__Task statement__. Beginning with the first line of the data below, reproduce every line unchanged, ending with the line that holds "or the built-in".

[Collected data]

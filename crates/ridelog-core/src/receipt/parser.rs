//! Receipt parser combining the per-field rules.

use std::path::Path;
use std::time::Instant;

use tracing::{debug, info};

use crate::models::ride::{ParsedRide, RawReceipt};

use super::rules::{
    AmountExtractor, FieldExtractor, LocationExtractor, PriceCase, TimestampExtractor,
    TimestampOverrides,
};
use super::RideParser;

/// Result of parsing one receipt.
#[derive(Debug, Clone)]
pub struct ExtractionResult {
    /// Extracted ride.
    pub ride: ParsedRide,
    /// Which price phrasing matched, if any.
    pub price_case: Option<PriceCase>,
    /// Extraction warnings.
    pub warnings: Vec<String>,
    /// Processing time in microseconds.
    pub processing_time_us: u64,
}

/// Rule-based receipt parser.
pub struct ReceiptParser {
    locations: LocationExtractor,
    amounts: AmountExtractor,
    timestamps: TimestampExtractor,
}

impl ReceiptParser {
    /// Create a parser with the built-in timestamp overrides.
    pub fn new() -> Self {
        Self::with_overrides(TimestampOverrides::builtin())
    }

    /// Create a parser with a custom timestamp override table.
    pub fn with_overrides(overrides: TimestampOverrides) -> Self {
        Self {
            locations: LocationExtractor::new(),
            amounts: AmountExtractor::new(),
            timestamps: TimestampExtractor::new(overrides),
        }
    }

    /// Create a parser whose overrides come from `path`, or the built-in
    /// table when no path is given.
    pub fn from_overrides_file(path: Option<&Path>) -> crate::Result<Self> {
        let overrides = match path {
            Some(p) => TimestampOverrides::from_file(p)?,
            None => TimestampOverrides::builtin(),
        };
        Ok(Self::with_overrides(overrides))
    }

    /// Parse and report which fields were missing.
    pub fn parse_detailed(&self, receipt: &RawReceipt) -> ExtractionResult {
        let start = Instant::now();
        let source = receipt.source().unwrap_or("<receipt>");

        debug!("Parsing {} ({} characters)", source, receipt.text().len());

        // Each field reads the same text independently.
        let locations = self.locations.extract(receipt);
        let amounts = self.amounts.extract(receipt);
        let timestamp = self.timestamps.extract(receipt);

        let ride = ParsedRide::new(
            locations.start,
            locations.end,
            timestamp,
            amounts.price.map(|p| p.amount),
            amounts.bonus,
        );

        let warnings: Vec<String> = ride
            .missing_fields()
            .into_iter()
            .map(|field| format!("Could not extract {}", field))
            .collect();

        if !warnings.is_empty() {
            info!("{}: {}", source, warnings.join(", "));
        }

        ExtractionResult {
            ride,
            price_case: amounts.price.map(|p| p.case),
            warnings,
            processing_time_us: start.elapsed().as_micros() as u64,
        }
    }

    pub fn overrides(&self) -> &TimestampOverrides {
        self.timestamps.overrides()
    }
}

impl Default for ReceiptParser {
    fn default() -> Self {
        Self::new()
    }
}

impl RideParser for ReceiptParser {
    fn parse(&self, receipt: &RawReceipt) -> ParsedRide {
        self.parse_detailed(receipt).ride
    }
}

#[cfg(test)]
mod tests {
    use super::*;
    use crate::models::ride::Field;
    use chrono::NaiveDate;
    use pretty_assertions::assert_eq;

    const FULL_RECEIPT: &str = "Lyft Receipt #2000000001\r\n\
        Ride completed on September 22, 2012 at 7:02 PM Your Driver was Alex\r\n\
        *Pickup* 6:41 PM: 1 Market St, San Francisco, CA\r\n\
        *Dropoff* 7:02 PM: Unnamed Road, Treasure Island, San Francisco, CA 94130, USA\r\n\
        Lyft ride charges: $15.=\r\n75 Lyft Credits applied: - $5.00 Card ending with 4242";

    #[test]
    fn test_parse_full_receipt() {
        let receipt = RawReceipt::new(FULL_RECEIPT, 2012);
        let result = ReceiptParser::new().parse_detailed(&receipt);
        let ride = result.ride;

        assert_eq!(
            ride.start_location(),
            &Field::Parsed("1 Market St, San Francisco, CA".to_string())
        );
        assert_eq!(
            ride.end_location(),
            &Field::Parsed("Treasure Island, San Francisco, CA 94130".to_string())
        );
        assert_eq!(
            ride.timestamp(),
            &Field::Parsed(
                NaiveDate::from_ymd_opt(2012, 9, 22)
                    .unwrap()
                    .and_hms_opt(19, 2, 0)
                    .unwrap()
            )
        );
        assert_eq!(ride.price(), Some(15));
        assert_eq!(ride.bonus_credit(), 5);
        assert_eq!(result.price_case, Some(PriceCase::RideCharges));
        assert!(result.warnings.is_empty());
    }

    #[test]
    fn test_partial_success() {
        let receipt = RawReceipt::new("Donation: $9.40 Total Thanks for riding!", 2013);
        let result = ReceiptParser::new().parse_detailed(&receipt);

        assert_eq!(result.ride.start_location(), &Field::Unparseable);
        assert_eq!(result.ride.end_location(), &Field::Unparseable);
        assert_eq!(result.ride.timestamp(), &Field::Unparseable);
        assert_eq!(result.ride.price(), Some(9));
        assert_eq!(result.ride.bonus_credit(), 0);
        assert_eq!(result.warnings.len(), 3);
    }

    #[test]
    fn test_override_receipt() {
        let receipt = RawReceipt::new(
            "Receipt #1013515411 Ride completed on December 13, 2012 Your Driver Lyft ride charges: $20.00 Card ending with 1",
            2012,
        );
        let ride = ReceiptParser::new().parse(&receipt);

        assert_eq!(
            ride.timestamp(),
            &Field::Parsed(
                NaiveDate::from_ymd_opt(2012, 12, 13)
                    .unwrap()
                    .and_hms_opt(10, 0, 0)
                    .unwrap()
            )
        );
        assert_eq!(ride.price(), Some(20));
    }

    #[test]
    fn test_overrides_come_from_file_when_configured() {
        assert_eq!(ReceiptParser::new().overrides().len(), 4);
        assert_eq!(ReceiptParser::from_overrides_file(None).unwrap().overrides().len(), 4);

        let dir = tempfile::tempdir().unwrap();
        let path = dir.path().join("overrides.json");
        std::fs::write(&path, r#"{"77": "2013-02-03T04:05:00"}"#).unwrap();

        let parser = ReceiptParser::from_overrides_file(Some(&path)).unwrap();
        assert_eq!(parser.overrides().len(), 1);

        let ride = parser.parse(&RawReceipt::new("Receipt #77", 2013));
        assert_eq!(
            ride.timestamp(),
            &Field::Parsed(
                NaiveDate::from_ymd_opt(2013, 2, 3)
                    .unwrap()
                    .and_hms_opt(4, 5, 0)
                    .unwrap()
            )
        );
    }

    #[test]
    fn test_empty_receipt() {
        let ride = ReceiptParser::new().parse(&RawReceipt::new("", 2012));
        assert_eq!(
            ride.missing_fields(),
            vec!["start_location", "end_location", "timestamp", "price"]
        );
        assert_eq!(ride.bonus_credit(), 0);
    }
}
//! CLI subcommands.

pub mod batch;
pub mod config;
pub mod parse;
pub mod stats;

use std::path::Path;

use ridelog_core::models::config::RidelogConfig;

/// Load the config from an explicit `--config` path, else the default
/// location if it exists, else defaults.
pub fn load_config(path: Option<&str>) -> anyhow::Result<RidelogConfig> {
    if let Some(path) = path {
        return Ok(RidelogConfig::from_file(Path::new(path))?);
    }

    let default_path = config::default_config_path();
    if default_path.exists() {
        Ok(RidelogConfig::from_file(&default_path)?)
    } else {
        Ok(RidelogConfig::default())
    }
}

__Result__.
filename crates/ridelog-core/src/receipt/parser.rs
//! Receipt parser combining the per-field rules.

use std::path::Path;
use std::time::Instant;

use tracing::{debug, info};

use crate::models::ride::{ParsedRide, RawReceipt};

use super::rules::{
    AmountExtractor, FieldExtractor, LocationExtractor, PriceCase, TimestampExtractor,
    TimestampOverrides,
};
use super::RideParser;

/// Result of parsing one receipt.
#[derive(Debug, Clone)]
pub struct ExtractionResult {
    /// Extracted ride.
    pub ride: ParsedRide,
    /// Which price phrasing matched, if any.
    pub price_case: Option<PriceCase>,
    /// Extraction warnings.
    pub warnings: Vec<String>,
    /// Processing time in microseconds.
    pub processing_time_us: u64,
}

/// Rule-based receipt parser.
pub struct ReceiptParser {
    locations: LocationExtractor,
    amounts: AmountExtractor,
    timestamps: TimestampExtractor,
}

impl ReceiptParser {
    /// Create a parser with the built-in timestamp overrides.
    pub fn new() -> Self {
        Self::with_overrides(TimestampOverrides::builtin())
    }

    /// Create a parser with a custom timestamp override table.
    pub fn with_overrides(overrides: TimestampOverrides) -> Self {
        Self {
            locations: LocationExtractor::new(),
            amounts: AmountExtractor::new(),
            timestamps: TimestampExtractor::new(overrides),
        }
    }

    /// Create a parser whose overrides come from `path`, or the built-in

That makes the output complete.